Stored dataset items
⁂

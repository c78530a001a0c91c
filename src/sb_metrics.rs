//! Simulation statistics and results

use std::collections::BTreeMap;

use serde::{Deserialize, Serialize};

use crate::sb_interface::{Distribution, NodeId, Round};

/// Per-run record handed to persistence. The field names and shapes are read
/// by downstream tooling and must not change.
#[derive(Debug, Clone, PartialEq, Eq, Serialize, Deserialize)]
pub struct FinalizationStats {
    pub rounds_to_partial: Option<Round>,
    pub rounds_to_full: Option<Round>,
    pub per_node_rounds: BTreeMap<NodeId, Round>,
    pub distribution: Distribution,
}

/// Round counter plus write-once finalization bookkeeping, shared by both
/// round engines.
#[derive(Debug, Clone, Default)]
pub struct FinalizationTracker {
    round: Round,
    per_node_rounds: BTreeMap<NodeId, Round>,
    rounds_to_partial: Option<Round>,
    rounds_to_full: Option<Round>,
}

impl FinalizationTracker {
    pub fn new() -> Self {
        Self::default()
    }

    pub fn round(&self) -> Round {
        self.round
    }

    /// Record `id` as finalized in the current round; later calls for the
    /// same id are ignored.
    pub fn record(&mut self, id: NodeId) {
        if !self.per_node_rounds.contains_key(&id) {
            log::debug!("{}: node {} finalized", self.round, id);
            self.per_node_rounds.insert(id, self.round);
        }
    }

    pub fn finalized_round(&self, id: NodeId) -> Option<Round> {
        self.per_node_rounds.get(&id).copied()
    }

    pub fn per_node_rounds(&self) -> &BTreeMap<NodeId, Round> {
        &self.per_node_rounds
    }

    pub fn end_round(&mut self) {
        self.round += 1;
    }

    /// Note the first round count at which partial/full finalization held.
    pub fn observe(&mut self, partial: bool, full: bool) {
        if partial && self.rounds_to_partial.is_none() {
            log::info!("partial finalization reached after {} rounds", self.round);
            self.rounds_to_partial = Some(self.round);
        }
        if full && self.rounds_to_full.is_none() {
            log::info!("full finalization reached after {} rounds", self.round);
            self.rounds_to_full = Some(self.round);
        }
    }

    pub fn stats(&self, distribution: Distribution) -> FinalizationStats {
        FinalizationStats {
            rounds_to_partial: self.rounds_to_partial,
            rounds_to_full: self.rounds_to_full,
            per_node_rounds: self.per_node_rounds.clone(),
            distribution,
        }
    }
}

/// Aggregate over many runs
#[derive(Debug, Clone, PartialEq, Serialize, Deserialize)]
pub struct RunSummary {
    pub num_runs: usize,
    pub runs_reached_partial: usize,
    pub runs_reached_full: usize,
    pub final_preference_distribution: Distribution,
    pub avg_rounds_to_full: Option<f64>,
    pub avg_rounds_to_partial: Option<f64>,
    pub avg_per_node_finalization: Option<f64>,
    pub min_node_finalization_round: Option<Round>,
    pub max_node_finalization_round: Option<Round>,
}

fn average(values: &[Round]) -> Option<f64> {
    if values.is_empty() {
        None
    } else {
        Some(values.iter().sum::<Round>() as f64 / values.len() as f64)
    }
}

pub fn summarize(results: &[FinalizationStats]) -> RunSummary {
    let mut distribution = Distribution::default();
    let mut to_full = Vec::new();
    let mut to_partial = Vec::new();
    let mut node_rounds = Vec::new();

    for res in results {
        distribution.merge(&res.distribution);
        to_full.extend(res.rounds_to_full);
        to_partial.extend(res.rounds_to_partial);
        node_rounds.extend(res.per_node_rounds.values().copied());
    }

    RunSummary {
        num_runs: results.len(),
        runs_reached_partial: to_partial.len(),
        runs_reached_full: to_full.len(),
        final_preference_distribution: distribution,
        avg_rounds_to_full: average(&to_full),
        avg_rounds_to_partial: average(&to_partial),
        avg_per_node_finalization: average(&node_rounds),
        min_node_finalization_round: node_rounds.iter().min().copied(),
        max_node_finalization_round: node_rounds.iter().max().copied(),
    }
}

fn fmt_avg(v: Option<f64>) -> String {
    v.map(|x| format!("{:.1}", x))
        .unwrap_or_else(|| "-".to_string())
}

fn fmt_round(v: Option<Round>) -> String {
    v.map(|x| x.to_string()).unwrap_or_else(|| "-".to_string())
}

impl RunSummary {
    /// Print a summary of the simulation results
    pub fn print_summary(&self, title: &str) {
        println!("\n╔════════════════════════════════════════════════════════╗");
        println!("║  {:<54}║", title);
        println!("╚════════════════════════════════════════════════════════╝\n");

        println!("Runs:");
        println!("  Total: {}", self.num_runs);
        println!("  Reached partial: {}", self.runs_reached_partial);
        println!("  Reached full: {}", self.runs_reached_full);
        println!();

        println!("Rounds:");
        println!("  Avg to partial: {}", fmt_avg(self.avg_rounds_to_partial));
        println!("  Avg to full: {}", fmt_avg(self.avg_rounds_to_full));
        println!(
            "  Per node: min={}, max={}, avg={}",
            fmt_round(self.min_node_finalization_round),
            fmt_round(self.max_node_finalization_round),
            fmt_avg(self.avg_per_node_finalization)
        );
        println!();

        println!("Final preferences (all runs):");
        println!("  0: {}", self.final_preference_distribution.zeros);
        println!("  1: {}", self.final_preference_distribution.ones);
        println!();
    }
}
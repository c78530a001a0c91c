use thiserror::Error;

use crate::sb_interface::NodeId;

/// Rejected inputs, detected before any round runs.
#[derive(Error, Debug, Clone, PartialEq, Eq)]
pub enum ConfigError {
    #[error("sample size K must be positive")]
    SampleSizeZero,

    #[error("AlphaPreference {alpha} must be in 1..={k}")]
    AlphaPreferenceOutOfRange { alpha: usize, k: usize },

    #[error("AlphaConfidence {alpha} must be in 1..={k}")]
    AlphaConfidenceOutOfRange { alpha: usize, k: usize },

    #[error("Beta must be positive")]
    BetaZero,

    #[error("sample size K={k} exceeds the {available} peers available")]
    SampleSizeTooLarge { k: usize, available: usize },

    #[error("unknown node type: {0} (supported: honest, fixed, offline, dynamic)")]
    UnknownNodeType(String),

    #[error("preference list for '{node_type}' has {actual} entries, expected {expected}")]
    PreferenceCountMismatch {
        node_type: String,
        expected: usize,
        actual: usize,
    },

    #[error("fixed node {node_id} must have a preference")]
    MissingFixedPreference { node_id: NodeId },

    #[error("invalid slush configuration: {0}")]
    InvalidSlush(String),

    #[error("the batched engine only implements the lockstep discipline")]
    BatchedRequiresLockstep,

    #[error("invalid seed: {0}")]
    InvalidSeed(String),
}

/// Raised at the point of sampling; fatal to the run.
#[derive(Error, Debug, Clone, PartialEq, Eq)]
pub enum SamplingError {
    #[error("cannot sample {requested} distinct peers out of {available}")]
    SampleTooLarge { requested: usize, available: usize },
}

#[derive(Error, Debug)]
pub enum SimError {
    #[error("configuration error: {0}")]
    Config(#[from] ConfigError),

    #[error("sampling error: {0}")]
    Sampling(#[from] SamplingError),

    #[error("io error: {0}")]
    Io(#[from] std::io::Error),

    #[error("yaml error: {0}")]
    Yaml(#[from] serde_yaml::Error),

    #[error("json error: {0}")]
    Json(#[from] serde_json::Error),

    #[error("thread pool error: {0}")]
    ThreadPool(#[from] rayon::ThreadPoolBuildError),
}
//! Error types for prompt operations

use thiserror::Error;

/// Result type for prompt operations
pub type Result<T> = std::result::Result<T, PromptError>;

/// Errors that can occur during prompt operations
#[derive(Error, Debug)]
pub enum PromptError {
    /// Template parsing failed
    #[error("Failed to parse template '{name}': {detail}")]
    TemplateParseFailed { name: String, detail: String },

    /// Template rendering failed
    #[error("Failed to render template '{name}': {detail}")]
    RenderError { name: String, detail: String },
}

⁂

> _Task to carry out_
Set out the records again, exactly as they appear above.

> _Solution to this exercise_
repository c78530a001a0c91c
filename src/sb_metrics.rs
//! Simulation statistics and results

use std::collections::BTreeMap;

use serde::{Deserialize, Serialize};

use crate::sb_interface::{Distribution, NodeId, Round};

/// Per-run record handed to persistence. The field names and shapes are read
/// by downstream tooling and must not change.
#[derive(Debug, Clone, PartialEq, Eq, Serialize, Deserialize)]
pub struct FinalizationStats {
    pub rounds_to_partial: Option<Round>,
    pub rounds_to_full: Option<Round>,
    pub per_node_rounds: BTreeMap<NodeId, Round>,
    pub distribution: Distribution,
}

/// Round counter plus write-once finalization bookkeeping, shared by both
/// round engines.
#[derive(Debug, Clone, Default)]
pub struct FinalizationTracker {
    round: Round,
    per_node_rounds: BTreeMap<NodeId, Round>,
    rounds_to_partial: Option<Round>,
    rounds_to_full: Option<Round>,
}

impl FinalizationTracker {
    pub fn new() -> Self {
        Self::default()
    }

    pub fn round(&self) -> Round {
        self.round
    }

    /// Record `id` as finalized in the current round; later calls for the
    /// same id are ignored.
    pub fn record(&mut self, id: NodeId) {
        if !self.per_node_rounds.contains_key(&id) {
            log::debug!("{}: node {} finalized", self.round, id);
            self.per_node_rounds.insert(id, self.round);
        }
    }

    pub fn finalized_round(&self, id: NodeId) -> Option<Round> {
        self.per_node_rounds.get(&id).copied()
    }

    pub fn per_node_rounds(&self) -> &BTreeMap<NodeId, Round> {
        &self.per_node_rounds
    }

    pub fn end_round(&mut self) {
        self.round += 1;
    }

    /// Note the first round count at which partial/full finalization held.
    pub fn observe(&mut self, partial: bool, full: bool) {
        if partial && self.rounds_to_partial.is_none() {
            log::info!("partial finalization reached after {} rounds", self.round);
            self.rounds_to_partial = Some(self.round);
        }
        if full && self.rounds_to_full.is_none() {
            log::info!("full finalization reached after {} rounds", self.round);
            self.rounds_to_full = Some(self.round);
        }
    }

    pub fn stats(&self, distribution: Distribution) -> FinalizationStats {
        FinalizationStats {
            rounds_to_partial: self.rounds_to_partial,
            rounds_to_full: self.rounds_to_full,
            per_node_rounds: self.per_node_rounds.clone(),
            distribution,
        }
    }
}

/// Aggregate over many runs
#[derive(Debug, Clone, PartialEq, Serialize, Deserialize)]
pub struct RunSummary {
    pub num_runs: usize,
    pub runs_reached_partial: usize,
    pub runs_reached_full: usize,
    pub final_preference_distribution: Distribution,
    pub avg_rounds_to_full: Option<f64>,
    pub avg_rounds_to_partial: Option<f64>,
    pub avg_per_node_finalization: Option<f64>,
    pub min_node_finalization_round: Option<Round>,
    pub max_node_finalization_round: Option<Round>,
}

fn average(values: &[Round]) -> Option<f64> {
    if values.is_empty() {
        None
    } else {
        Some(values.iter().sum::<Round>() as f64 / values.len() as f64)
    }
}

pub fn summarize(results: &[FinalizationStats]) -> RunSummary {
    let mut distribution = Distribution::default();
    let mut to_full = Vec::new();
    let mut to_partial = Vec::new();
    let mut node_rounds = Vec::new();

    for res in results {
        distribution.merge(&res.distribution);
        to_full.extend(res.rounds_to_full);
        to_partial.extend(res.rounds_to_partial);
        node_rounds.extend(res.per_node_rounds.values().copied());
    }

    RunSummary {
        num_runs: results.len(),
        runs_reached_partial: to_partial.len(),
        runs_reached_full: to_full.len(),
        final_preference_distribution: distribution,
        avg_rounds_to_full: average(&to_full),
        avg_rounds_to_partial: average(&to_partial),
        avg_per_node_finalization: average(&node_rounds),
        min_node_finalization_round: node_rounds.iter().min().copied(),
        max_node_finalization_round: node_rounds.iter().max().copied(),
    }
}

fn fmt_avg(v: Option<f64>) -> String {
    v.map(|x| format!("{:.1}", x))
        .unwrap_or_else(|| "-".to_string())
}

fn fmt_round(v: Option<Round>) -> String {
    v.map(|x| x.to_string()).unwrap_or_else(|| "-".to_string())
}

impl RunSummary {
    /// Print a summary of the simulation results
    pub fn print_summary(&self, title: &str) {
        println!("\n╔════════════════════════════════════════════════════════╗");
        println!("║  {:<54}║", title);
        println!("╚════════════════════════════════════════════════════════╝\n");

        println!("Runs:");
        println!("  Total: {}", self.num_runs);
        println!("  Reached partial: {}", self.runs_reached_partial);
        println!("  Reached full: {}", self.runs_reached_full);
        println!();

        println!("Rounds:");
        println!("  Avg to partial: {}", fmt_avg(self.avg_rounds_to_partial));
        println!("  Avg to full: {}", fmt_avg(self.avg_rounds_to_full));
        println!(
            "  Per node: min={}, max={}, avg={}",
            fmt_round(self.min_node_finalization_round),
            fmt_round(self.max_node_finalization_round),
            fmt_avg(self.avg_per_node_finalization)
        );
        println!();

        println!("Final preferences (all runs):");
        println!("  0: {}", self.final_preference_distribution.zeros);
        println!("  1: {}", self.final_preference_distribution.ones);
        println!();
    }
}
repository c78530a001a0c91c
use thiserror::Error;

use crate::sb_interface::NodeId;

/// Rejected inputs, detected before any round runs.
#[derive(Error, Debug, Clone, PartialEq, Eq)]
pub enum ConfigError {
    #[error("sample size K must be positive")]
    SampleSizeZero,

    #[error("AlphaPreference {alpha} must be in 1..={k}")]
    AlphaPreferenceOutOfRange { alpha: usize, k: usize },

    #[error("AlphaConfidence {alpha} must be in 1..={k}")]
    AlphaConfidenceOutOfRange { alpha: usize, k: usize },

    #[error("Beta must be positive")]
    BetaZero,

    #[error("sample size K={k} exceeds the {available} peers available")]
    SampleSizeTooLarge { k: usize, available: usize },

    #[error("unknown node type: {0} (supported: honest, fixed, offline, dynamic)")]
    UnknownNodeType(String),

    #[error("preference list for '{node_type}' has {actual} entries, expected {expected}")]
    PreferenceCountMismatch {
        node_type: String,
        expected: usize,
        actual: usize,
    },

    #[error("fixed node {node_id} must have a preference")]
    MissingFixedPreference { node_id: NodeId },

    #[error("invalid slush configuration: {0}")]
    InvalidSlush(String),

    #[error("the batched engine only implements the lockstep discipline")]
    BatchedRequiresLockstep,

    #[error("invalid seed: {0}")]
    InvalidSeed(String),
}

/// Raised at the point of sampling; fatal to the run.
#[derive(Error, Debug, Clone, PartialEq, Eq)]
pub enum SamplingError {
    #[error("cannot sample {requested} distinct peers out of {available}")]
    SampleTooLarge { requested: usize, available: usize },
}

#[derive(Error, Debug)]
pub enum SimError {
    #[error("configuration error: {0}")]
    Config(#[from] ConfigError),

    #[error("sampling error: {0}")]
    Sampling(#[from] SamplingError),

    #[error("io error: {0}")]
    Io(#[from] std::io::Error),

    #[error("yaml error: {0}")]
    Yaml(#[from] serde_yaml::Error),

    #[error("json error: {0}")]
    Json(#[from] serde_json::Error),

    #[error("thread pool error: {0}")]
    ThreadPool(#[from] rayon::ThreadPoolBuildError),
}
//! Error types for prompt operations

use thiserror::Error;

/// Result type for prompt operations
pub type Result<T> = std::result::Result<T, PromptError>;

/// Errors that can occur during prompt operations
#[derive(Error, Debug)]
pub enum PromptError {
    /// Template parsing failed
    #[error("Failed to parse template '{name}': {detail}")]
    TemplateParseFailed { name: String, detail: String },

    /// Template rendering failed
    #[error("Failed to render template '{name}': {detail}")]
    RenderError { name: String, detail: String },
}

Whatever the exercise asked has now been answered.